Look through the entries that follow and return each line that has the string "next".

[Saved data entries]
▼

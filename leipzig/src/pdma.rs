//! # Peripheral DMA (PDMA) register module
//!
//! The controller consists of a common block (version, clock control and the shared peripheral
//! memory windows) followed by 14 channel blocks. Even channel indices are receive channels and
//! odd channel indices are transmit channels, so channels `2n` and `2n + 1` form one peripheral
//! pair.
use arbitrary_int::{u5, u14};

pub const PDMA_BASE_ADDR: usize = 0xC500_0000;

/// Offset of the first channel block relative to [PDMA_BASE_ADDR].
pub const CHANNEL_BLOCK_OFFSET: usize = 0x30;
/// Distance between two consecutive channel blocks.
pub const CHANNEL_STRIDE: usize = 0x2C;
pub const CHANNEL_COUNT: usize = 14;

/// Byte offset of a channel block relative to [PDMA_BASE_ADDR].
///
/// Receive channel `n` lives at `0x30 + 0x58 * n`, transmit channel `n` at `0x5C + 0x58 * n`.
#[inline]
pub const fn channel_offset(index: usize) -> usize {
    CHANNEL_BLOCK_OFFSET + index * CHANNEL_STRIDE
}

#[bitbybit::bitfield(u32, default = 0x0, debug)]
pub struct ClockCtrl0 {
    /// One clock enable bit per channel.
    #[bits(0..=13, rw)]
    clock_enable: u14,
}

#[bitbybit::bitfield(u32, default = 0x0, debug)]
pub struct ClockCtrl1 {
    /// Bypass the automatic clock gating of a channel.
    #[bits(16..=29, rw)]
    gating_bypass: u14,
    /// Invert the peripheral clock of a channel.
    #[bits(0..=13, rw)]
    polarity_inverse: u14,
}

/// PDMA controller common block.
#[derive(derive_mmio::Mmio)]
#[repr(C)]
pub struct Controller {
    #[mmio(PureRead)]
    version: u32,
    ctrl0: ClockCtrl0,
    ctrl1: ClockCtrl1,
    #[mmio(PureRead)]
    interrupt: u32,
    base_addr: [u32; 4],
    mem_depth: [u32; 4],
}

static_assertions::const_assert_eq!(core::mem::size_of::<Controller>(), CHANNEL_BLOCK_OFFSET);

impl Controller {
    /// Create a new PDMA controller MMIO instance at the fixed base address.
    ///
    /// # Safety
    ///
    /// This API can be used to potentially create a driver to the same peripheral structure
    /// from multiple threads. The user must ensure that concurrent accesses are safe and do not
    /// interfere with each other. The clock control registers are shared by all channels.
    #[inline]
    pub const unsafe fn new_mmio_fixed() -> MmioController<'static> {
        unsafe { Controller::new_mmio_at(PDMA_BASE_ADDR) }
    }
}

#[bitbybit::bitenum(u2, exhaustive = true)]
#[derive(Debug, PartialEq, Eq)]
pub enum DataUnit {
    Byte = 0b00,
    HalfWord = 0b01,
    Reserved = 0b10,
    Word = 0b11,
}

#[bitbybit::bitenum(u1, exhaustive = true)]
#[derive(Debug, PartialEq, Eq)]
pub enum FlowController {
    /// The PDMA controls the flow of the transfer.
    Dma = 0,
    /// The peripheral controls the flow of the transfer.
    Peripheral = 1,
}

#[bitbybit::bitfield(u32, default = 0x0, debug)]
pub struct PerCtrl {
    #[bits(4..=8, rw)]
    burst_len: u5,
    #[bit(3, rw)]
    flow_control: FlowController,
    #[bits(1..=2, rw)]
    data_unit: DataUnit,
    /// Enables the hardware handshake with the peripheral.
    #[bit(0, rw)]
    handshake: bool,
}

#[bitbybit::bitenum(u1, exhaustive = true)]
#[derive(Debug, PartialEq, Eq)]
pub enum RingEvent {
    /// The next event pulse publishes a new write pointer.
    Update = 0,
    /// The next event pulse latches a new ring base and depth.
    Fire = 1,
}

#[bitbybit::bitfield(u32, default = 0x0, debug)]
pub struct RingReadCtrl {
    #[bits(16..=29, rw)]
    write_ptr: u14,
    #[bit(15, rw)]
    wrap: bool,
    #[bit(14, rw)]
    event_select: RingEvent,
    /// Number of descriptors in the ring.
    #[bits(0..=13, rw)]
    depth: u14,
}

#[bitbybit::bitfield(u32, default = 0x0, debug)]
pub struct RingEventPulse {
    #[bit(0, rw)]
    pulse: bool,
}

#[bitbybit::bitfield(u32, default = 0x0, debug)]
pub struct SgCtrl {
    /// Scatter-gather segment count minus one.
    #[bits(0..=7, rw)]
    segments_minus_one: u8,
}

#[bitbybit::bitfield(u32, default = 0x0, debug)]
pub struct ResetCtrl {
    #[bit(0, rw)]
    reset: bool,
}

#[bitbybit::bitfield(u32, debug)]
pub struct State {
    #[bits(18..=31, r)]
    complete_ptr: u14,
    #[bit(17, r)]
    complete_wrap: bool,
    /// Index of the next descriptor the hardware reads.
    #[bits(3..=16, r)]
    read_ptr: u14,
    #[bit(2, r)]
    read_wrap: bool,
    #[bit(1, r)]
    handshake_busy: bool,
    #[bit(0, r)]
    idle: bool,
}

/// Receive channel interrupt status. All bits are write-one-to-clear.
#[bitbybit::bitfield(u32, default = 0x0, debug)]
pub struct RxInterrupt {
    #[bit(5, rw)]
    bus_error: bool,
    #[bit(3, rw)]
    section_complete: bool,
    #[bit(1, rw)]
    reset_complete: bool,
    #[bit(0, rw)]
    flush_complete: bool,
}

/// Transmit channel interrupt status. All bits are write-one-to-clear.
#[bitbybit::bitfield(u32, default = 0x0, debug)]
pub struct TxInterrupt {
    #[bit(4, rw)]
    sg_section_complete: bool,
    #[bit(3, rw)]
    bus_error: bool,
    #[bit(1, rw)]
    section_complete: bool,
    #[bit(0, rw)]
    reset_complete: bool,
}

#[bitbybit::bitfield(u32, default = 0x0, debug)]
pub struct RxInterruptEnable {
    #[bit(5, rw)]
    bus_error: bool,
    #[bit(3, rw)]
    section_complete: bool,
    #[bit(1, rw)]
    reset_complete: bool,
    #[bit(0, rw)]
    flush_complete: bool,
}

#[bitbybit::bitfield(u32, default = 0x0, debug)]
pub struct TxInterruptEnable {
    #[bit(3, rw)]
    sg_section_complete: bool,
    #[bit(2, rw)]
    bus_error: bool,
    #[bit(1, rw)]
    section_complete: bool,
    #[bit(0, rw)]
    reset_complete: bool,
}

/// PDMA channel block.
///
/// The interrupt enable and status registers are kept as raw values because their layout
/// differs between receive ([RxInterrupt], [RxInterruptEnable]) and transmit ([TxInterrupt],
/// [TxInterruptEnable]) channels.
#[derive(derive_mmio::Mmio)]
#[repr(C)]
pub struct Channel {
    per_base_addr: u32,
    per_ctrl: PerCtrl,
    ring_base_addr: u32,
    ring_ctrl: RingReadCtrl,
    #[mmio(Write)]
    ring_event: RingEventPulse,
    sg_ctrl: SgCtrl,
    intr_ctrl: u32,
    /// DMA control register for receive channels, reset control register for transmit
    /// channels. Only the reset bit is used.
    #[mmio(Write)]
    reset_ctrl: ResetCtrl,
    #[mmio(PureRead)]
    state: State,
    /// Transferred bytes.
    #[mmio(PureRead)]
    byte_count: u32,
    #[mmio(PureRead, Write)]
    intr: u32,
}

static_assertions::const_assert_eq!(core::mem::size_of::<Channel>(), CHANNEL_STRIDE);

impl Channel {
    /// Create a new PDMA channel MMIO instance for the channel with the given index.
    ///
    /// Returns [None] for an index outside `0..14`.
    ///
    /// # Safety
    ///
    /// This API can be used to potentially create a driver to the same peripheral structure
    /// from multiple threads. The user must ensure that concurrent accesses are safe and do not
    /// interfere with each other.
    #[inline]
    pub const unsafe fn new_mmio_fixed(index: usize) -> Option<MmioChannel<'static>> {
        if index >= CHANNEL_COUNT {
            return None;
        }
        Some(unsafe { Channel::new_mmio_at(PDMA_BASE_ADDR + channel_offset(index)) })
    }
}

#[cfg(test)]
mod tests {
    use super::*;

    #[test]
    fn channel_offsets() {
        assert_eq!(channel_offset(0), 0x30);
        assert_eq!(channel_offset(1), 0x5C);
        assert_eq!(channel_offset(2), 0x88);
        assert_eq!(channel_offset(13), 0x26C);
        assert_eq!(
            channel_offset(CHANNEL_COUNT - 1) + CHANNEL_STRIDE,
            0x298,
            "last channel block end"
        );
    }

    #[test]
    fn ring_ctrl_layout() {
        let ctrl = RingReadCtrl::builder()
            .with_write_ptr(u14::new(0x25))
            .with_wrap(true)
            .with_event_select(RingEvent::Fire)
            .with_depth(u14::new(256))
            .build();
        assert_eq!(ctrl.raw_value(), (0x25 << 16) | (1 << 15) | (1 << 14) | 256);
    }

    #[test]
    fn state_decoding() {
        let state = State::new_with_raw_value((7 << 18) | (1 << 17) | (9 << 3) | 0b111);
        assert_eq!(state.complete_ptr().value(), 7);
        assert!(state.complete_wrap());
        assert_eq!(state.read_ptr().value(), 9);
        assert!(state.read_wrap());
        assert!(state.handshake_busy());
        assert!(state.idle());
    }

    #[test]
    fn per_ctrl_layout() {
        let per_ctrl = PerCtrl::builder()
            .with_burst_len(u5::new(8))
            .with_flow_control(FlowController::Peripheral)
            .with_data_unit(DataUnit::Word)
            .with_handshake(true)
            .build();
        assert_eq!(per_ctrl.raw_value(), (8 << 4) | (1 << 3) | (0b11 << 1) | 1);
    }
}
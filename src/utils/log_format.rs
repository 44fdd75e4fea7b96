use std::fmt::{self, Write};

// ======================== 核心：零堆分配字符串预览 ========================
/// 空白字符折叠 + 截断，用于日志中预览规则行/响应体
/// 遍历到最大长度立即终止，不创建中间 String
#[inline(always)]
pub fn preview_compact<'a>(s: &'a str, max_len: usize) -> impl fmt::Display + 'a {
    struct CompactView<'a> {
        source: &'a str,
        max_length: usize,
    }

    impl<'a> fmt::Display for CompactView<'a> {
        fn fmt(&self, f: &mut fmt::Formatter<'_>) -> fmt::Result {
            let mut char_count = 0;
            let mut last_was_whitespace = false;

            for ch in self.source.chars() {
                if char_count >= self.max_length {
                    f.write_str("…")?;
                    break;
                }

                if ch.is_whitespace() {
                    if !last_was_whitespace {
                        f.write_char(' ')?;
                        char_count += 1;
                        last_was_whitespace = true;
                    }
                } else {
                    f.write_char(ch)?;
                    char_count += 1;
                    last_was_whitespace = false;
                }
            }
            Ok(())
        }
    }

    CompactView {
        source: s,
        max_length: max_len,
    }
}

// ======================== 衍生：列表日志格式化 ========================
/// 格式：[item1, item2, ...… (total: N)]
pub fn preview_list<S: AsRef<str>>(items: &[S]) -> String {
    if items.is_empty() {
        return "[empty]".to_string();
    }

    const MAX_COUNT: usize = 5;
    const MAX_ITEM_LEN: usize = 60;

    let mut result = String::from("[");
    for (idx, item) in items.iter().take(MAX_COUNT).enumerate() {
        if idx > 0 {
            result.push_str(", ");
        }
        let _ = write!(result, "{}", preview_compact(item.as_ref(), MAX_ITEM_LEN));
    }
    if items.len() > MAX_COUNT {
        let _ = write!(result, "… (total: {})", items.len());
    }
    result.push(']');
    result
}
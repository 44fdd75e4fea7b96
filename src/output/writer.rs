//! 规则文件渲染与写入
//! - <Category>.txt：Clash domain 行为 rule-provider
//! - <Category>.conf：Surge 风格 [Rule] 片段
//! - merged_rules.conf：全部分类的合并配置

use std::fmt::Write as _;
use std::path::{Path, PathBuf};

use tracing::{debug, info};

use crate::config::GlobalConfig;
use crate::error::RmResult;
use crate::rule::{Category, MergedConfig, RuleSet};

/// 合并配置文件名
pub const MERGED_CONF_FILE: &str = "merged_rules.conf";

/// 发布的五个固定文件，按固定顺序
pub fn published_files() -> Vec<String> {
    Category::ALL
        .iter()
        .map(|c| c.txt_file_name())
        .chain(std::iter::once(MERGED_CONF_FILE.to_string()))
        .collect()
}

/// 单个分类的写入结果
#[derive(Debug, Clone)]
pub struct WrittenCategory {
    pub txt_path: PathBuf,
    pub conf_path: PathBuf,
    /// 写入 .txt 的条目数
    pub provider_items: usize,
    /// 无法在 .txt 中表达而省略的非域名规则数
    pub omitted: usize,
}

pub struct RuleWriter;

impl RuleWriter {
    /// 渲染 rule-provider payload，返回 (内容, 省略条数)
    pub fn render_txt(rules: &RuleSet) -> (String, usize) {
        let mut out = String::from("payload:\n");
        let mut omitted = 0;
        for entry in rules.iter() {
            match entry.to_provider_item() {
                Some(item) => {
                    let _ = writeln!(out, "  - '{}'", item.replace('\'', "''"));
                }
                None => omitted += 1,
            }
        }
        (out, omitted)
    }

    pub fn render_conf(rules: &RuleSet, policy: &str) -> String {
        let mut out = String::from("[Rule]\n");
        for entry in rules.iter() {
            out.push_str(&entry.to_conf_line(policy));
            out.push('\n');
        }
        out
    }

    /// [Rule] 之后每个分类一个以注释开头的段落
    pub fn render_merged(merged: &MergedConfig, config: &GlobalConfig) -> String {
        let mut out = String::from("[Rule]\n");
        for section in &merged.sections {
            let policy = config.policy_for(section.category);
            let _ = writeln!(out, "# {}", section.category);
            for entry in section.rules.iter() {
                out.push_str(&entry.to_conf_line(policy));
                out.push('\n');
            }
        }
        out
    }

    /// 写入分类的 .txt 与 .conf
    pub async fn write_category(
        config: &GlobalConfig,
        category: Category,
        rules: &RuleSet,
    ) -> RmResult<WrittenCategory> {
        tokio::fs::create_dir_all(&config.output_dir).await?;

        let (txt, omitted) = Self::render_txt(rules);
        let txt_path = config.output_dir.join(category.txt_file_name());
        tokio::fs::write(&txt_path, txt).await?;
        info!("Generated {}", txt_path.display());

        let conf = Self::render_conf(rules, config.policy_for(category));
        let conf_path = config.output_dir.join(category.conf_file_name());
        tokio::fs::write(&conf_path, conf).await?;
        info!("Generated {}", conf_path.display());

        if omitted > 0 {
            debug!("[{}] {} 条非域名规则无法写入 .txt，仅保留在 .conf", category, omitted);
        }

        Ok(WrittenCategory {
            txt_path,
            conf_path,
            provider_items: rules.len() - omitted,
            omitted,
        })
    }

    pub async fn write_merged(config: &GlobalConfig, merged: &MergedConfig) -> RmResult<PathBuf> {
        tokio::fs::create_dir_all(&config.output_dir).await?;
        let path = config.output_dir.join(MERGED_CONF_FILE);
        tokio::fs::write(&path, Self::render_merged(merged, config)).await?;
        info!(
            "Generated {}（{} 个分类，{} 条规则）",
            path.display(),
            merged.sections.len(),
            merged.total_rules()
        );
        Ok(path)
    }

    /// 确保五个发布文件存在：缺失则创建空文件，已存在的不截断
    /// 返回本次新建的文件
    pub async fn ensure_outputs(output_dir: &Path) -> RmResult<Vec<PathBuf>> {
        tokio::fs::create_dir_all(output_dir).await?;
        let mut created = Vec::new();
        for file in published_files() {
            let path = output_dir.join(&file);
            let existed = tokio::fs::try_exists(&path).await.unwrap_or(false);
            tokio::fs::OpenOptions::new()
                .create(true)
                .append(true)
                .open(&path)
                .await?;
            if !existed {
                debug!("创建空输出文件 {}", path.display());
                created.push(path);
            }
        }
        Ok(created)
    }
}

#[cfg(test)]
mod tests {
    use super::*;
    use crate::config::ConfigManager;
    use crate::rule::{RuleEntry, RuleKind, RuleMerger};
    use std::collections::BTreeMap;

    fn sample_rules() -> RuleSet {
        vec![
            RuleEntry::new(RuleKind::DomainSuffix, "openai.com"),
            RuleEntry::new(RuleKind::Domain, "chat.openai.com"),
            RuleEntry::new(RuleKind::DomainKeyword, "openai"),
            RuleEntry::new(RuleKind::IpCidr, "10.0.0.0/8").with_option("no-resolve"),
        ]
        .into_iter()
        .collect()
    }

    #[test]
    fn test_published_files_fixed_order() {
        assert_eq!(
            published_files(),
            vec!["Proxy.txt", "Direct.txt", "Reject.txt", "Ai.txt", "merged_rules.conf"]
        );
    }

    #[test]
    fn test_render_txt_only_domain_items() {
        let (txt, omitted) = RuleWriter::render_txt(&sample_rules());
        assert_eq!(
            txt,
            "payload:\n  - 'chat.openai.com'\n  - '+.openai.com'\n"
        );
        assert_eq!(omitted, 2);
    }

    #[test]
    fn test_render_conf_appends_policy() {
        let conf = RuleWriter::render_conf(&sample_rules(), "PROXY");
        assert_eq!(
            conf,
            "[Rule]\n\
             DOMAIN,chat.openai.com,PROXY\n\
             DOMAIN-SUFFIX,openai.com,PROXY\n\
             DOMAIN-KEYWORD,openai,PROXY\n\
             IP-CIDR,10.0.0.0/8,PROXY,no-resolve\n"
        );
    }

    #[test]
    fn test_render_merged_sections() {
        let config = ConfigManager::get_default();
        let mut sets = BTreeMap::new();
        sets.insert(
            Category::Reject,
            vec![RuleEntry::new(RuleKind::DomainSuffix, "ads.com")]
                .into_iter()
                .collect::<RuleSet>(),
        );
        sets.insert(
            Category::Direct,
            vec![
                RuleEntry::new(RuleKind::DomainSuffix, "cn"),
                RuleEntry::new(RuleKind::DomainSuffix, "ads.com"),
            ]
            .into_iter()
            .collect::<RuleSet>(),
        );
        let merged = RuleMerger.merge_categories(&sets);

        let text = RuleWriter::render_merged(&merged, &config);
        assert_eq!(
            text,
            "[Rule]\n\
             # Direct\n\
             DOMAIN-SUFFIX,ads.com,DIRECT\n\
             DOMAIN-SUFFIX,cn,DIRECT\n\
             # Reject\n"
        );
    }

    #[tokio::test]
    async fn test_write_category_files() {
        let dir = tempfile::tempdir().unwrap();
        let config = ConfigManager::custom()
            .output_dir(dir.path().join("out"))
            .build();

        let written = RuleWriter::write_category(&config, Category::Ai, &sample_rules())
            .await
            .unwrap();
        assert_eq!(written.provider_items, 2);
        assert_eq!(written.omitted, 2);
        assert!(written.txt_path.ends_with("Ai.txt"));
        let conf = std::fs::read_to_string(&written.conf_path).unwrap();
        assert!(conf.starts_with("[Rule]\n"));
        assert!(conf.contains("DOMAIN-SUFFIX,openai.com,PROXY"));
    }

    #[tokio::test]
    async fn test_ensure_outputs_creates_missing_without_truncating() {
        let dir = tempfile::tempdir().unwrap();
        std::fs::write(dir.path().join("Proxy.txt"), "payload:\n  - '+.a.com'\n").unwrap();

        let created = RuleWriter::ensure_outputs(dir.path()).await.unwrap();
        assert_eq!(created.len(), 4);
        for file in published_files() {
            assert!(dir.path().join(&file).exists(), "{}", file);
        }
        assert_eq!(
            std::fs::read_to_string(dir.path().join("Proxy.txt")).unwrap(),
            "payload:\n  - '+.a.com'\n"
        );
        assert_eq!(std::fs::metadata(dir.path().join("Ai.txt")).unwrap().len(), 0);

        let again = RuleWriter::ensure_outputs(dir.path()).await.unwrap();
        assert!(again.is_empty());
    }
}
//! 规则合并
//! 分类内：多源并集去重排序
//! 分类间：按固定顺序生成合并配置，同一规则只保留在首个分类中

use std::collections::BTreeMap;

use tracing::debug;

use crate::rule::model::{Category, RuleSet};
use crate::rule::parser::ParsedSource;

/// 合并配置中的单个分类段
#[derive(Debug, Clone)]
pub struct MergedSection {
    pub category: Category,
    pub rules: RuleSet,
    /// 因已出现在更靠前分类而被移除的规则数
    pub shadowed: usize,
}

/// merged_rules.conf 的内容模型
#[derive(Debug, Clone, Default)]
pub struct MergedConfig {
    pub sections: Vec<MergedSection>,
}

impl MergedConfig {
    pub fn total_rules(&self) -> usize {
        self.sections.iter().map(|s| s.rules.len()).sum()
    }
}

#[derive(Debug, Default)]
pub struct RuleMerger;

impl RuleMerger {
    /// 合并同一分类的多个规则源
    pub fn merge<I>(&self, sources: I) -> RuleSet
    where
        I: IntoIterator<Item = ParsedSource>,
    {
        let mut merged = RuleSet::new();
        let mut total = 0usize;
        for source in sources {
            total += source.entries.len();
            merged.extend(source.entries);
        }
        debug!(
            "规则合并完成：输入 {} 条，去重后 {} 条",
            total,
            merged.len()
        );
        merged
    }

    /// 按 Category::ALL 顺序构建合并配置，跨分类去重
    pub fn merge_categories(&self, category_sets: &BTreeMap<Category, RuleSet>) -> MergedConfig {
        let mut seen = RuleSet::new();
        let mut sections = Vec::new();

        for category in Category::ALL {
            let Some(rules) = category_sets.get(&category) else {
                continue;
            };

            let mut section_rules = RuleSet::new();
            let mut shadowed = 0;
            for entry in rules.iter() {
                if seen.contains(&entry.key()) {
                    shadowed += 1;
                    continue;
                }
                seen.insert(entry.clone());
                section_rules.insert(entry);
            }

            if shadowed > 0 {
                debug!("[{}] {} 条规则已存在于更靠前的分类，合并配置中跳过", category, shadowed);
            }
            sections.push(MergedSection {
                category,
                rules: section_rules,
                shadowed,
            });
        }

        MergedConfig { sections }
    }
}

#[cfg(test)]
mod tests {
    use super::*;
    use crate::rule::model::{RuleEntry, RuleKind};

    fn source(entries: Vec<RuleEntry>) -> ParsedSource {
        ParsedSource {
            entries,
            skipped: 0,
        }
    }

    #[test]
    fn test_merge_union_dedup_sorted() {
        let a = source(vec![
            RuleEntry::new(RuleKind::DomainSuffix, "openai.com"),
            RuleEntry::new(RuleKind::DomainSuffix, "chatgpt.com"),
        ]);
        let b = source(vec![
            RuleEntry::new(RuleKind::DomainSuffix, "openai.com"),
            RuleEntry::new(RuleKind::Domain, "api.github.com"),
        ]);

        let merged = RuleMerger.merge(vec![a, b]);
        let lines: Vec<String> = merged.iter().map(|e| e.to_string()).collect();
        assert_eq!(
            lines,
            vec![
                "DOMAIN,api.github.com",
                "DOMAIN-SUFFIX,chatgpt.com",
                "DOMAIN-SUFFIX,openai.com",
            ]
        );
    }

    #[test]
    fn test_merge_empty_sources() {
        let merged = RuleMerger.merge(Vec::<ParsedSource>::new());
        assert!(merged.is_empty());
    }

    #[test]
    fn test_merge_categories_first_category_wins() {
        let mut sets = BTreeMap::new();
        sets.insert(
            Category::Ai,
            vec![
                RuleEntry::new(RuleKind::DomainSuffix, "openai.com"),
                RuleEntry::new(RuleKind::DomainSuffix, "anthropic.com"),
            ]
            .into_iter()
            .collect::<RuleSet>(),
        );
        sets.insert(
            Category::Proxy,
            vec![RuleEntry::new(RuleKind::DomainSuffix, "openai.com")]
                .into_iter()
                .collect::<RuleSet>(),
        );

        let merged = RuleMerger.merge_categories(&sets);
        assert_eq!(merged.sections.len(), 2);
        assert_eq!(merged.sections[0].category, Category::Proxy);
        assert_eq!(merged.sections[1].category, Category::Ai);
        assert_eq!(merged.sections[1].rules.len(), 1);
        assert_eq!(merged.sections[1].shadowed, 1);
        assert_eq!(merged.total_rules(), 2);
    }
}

▲

ANSWER FOR THIS EXERCISE >>
    /// The next event pulse publishes a new write pointer.
    /// The next event pulse latches a new ring base and depth.
    /// Index of the next descriptor the hardware reads.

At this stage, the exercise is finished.